Exercise:
If a line in the entries below holds the string "second", copy it.

+++ Data

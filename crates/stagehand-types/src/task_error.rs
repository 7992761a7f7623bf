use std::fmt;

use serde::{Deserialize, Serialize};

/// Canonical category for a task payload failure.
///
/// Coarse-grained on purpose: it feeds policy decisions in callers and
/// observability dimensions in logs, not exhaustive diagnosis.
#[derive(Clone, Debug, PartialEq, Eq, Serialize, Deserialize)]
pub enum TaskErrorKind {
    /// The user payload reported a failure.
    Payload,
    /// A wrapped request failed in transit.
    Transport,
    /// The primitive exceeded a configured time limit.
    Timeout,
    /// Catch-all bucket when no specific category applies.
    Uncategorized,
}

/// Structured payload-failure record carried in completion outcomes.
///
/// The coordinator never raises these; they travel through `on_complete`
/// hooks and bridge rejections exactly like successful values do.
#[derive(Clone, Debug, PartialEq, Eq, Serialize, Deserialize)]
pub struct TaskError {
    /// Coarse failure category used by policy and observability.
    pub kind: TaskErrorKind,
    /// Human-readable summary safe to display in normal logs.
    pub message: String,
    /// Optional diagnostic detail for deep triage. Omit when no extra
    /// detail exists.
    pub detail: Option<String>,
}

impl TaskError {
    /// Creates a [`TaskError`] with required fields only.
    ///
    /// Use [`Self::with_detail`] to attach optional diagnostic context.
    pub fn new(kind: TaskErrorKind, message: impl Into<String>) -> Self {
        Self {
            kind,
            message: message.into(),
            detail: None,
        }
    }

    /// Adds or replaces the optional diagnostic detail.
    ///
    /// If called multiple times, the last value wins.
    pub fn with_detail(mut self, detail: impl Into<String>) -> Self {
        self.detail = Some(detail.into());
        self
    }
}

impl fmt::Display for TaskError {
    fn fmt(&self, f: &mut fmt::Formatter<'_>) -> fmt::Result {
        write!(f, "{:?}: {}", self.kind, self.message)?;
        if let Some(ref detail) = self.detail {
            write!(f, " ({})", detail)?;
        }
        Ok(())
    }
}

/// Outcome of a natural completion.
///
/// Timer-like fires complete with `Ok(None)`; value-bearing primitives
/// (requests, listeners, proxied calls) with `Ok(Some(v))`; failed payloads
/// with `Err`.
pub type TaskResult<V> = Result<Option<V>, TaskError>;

++++++
+++ Data

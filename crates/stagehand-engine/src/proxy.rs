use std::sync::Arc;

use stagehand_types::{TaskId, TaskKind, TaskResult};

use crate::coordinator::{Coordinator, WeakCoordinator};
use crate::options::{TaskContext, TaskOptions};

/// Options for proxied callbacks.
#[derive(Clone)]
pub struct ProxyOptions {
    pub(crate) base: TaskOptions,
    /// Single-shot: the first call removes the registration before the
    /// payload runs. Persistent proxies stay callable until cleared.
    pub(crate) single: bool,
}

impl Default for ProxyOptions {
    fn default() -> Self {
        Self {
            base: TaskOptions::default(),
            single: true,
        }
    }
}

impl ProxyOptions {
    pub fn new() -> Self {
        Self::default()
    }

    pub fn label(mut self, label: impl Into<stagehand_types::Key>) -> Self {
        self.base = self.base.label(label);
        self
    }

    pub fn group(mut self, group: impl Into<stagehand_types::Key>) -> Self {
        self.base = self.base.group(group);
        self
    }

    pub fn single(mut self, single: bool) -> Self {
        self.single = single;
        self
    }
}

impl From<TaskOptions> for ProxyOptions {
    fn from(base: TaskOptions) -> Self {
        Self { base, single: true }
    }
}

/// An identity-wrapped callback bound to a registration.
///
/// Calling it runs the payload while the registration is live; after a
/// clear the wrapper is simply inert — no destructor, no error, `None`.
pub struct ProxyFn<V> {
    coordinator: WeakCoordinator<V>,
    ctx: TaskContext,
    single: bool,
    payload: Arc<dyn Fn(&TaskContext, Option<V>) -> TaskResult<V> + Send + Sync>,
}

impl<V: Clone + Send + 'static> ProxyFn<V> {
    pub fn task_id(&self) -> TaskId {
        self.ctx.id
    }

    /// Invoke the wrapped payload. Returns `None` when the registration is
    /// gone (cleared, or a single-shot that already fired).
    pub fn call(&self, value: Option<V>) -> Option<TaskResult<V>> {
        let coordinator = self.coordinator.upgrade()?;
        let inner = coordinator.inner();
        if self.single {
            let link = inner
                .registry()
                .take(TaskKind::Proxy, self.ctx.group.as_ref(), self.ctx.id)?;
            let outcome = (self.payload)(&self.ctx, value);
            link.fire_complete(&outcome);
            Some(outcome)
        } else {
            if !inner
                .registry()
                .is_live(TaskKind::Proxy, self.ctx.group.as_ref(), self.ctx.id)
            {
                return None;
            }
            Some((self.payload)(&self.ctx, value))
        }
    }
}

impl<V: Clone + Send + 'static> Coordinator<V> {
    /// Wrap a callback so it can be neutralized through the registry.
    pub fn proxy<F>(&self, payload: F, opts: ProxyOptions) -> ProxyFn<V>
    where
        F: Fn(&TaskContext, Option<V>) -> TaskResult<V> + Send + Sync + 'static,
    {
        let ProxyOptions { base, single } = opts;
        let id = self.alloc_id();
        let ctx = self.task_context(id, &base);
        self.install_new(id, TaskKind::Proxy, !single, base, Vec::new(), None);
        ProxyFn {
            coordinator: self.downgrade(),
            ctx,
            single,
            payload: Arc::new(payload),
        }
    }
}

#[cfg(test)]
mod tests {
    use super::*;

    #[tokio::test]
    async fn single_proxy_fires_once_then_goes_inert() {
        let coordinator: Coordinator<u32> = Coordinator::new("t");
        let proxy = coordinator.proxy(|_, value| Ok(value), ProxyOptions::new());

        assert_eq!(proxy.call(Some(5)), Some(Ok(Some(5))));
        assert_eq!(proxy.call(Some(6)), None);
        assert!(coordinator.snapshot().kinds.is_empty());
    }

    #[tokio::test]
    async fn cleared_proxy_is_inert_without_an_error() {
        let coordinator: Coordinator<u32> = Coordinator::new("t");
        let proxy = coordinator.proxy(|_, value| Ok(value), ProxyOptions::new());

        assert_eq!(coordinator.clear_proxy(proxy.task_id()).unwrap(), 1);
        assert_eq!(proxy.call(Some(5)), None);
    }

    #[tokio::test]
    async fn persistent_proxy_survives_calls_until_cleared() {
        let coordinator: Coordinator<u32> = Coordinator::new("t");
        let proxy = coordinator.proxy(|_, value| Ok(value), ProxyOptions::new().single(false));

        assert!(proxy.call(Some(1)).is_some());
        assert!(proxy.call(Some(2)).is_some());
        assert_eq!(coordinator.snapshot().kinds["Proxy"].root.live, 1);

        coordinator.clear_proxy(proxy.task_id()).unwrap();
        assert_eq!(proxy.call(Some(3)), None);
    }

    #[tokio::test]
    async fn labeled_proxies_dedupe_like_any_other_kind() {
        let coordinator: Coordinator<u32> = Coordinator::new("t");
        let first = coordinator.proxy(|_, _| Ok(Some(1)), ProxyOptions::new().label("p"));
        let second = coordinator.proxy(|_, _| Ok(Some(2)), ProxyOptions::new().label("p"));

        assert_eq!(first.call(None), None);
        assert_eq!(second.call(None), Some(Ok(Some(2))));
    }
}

++++++

Your solution:
        let second = coordinator.proxy(|_, _| Ok(Some(2)), ProxyOptions::new().label("p"));
        assert_eq!(second.call(None), Some(Ok(Some(2))));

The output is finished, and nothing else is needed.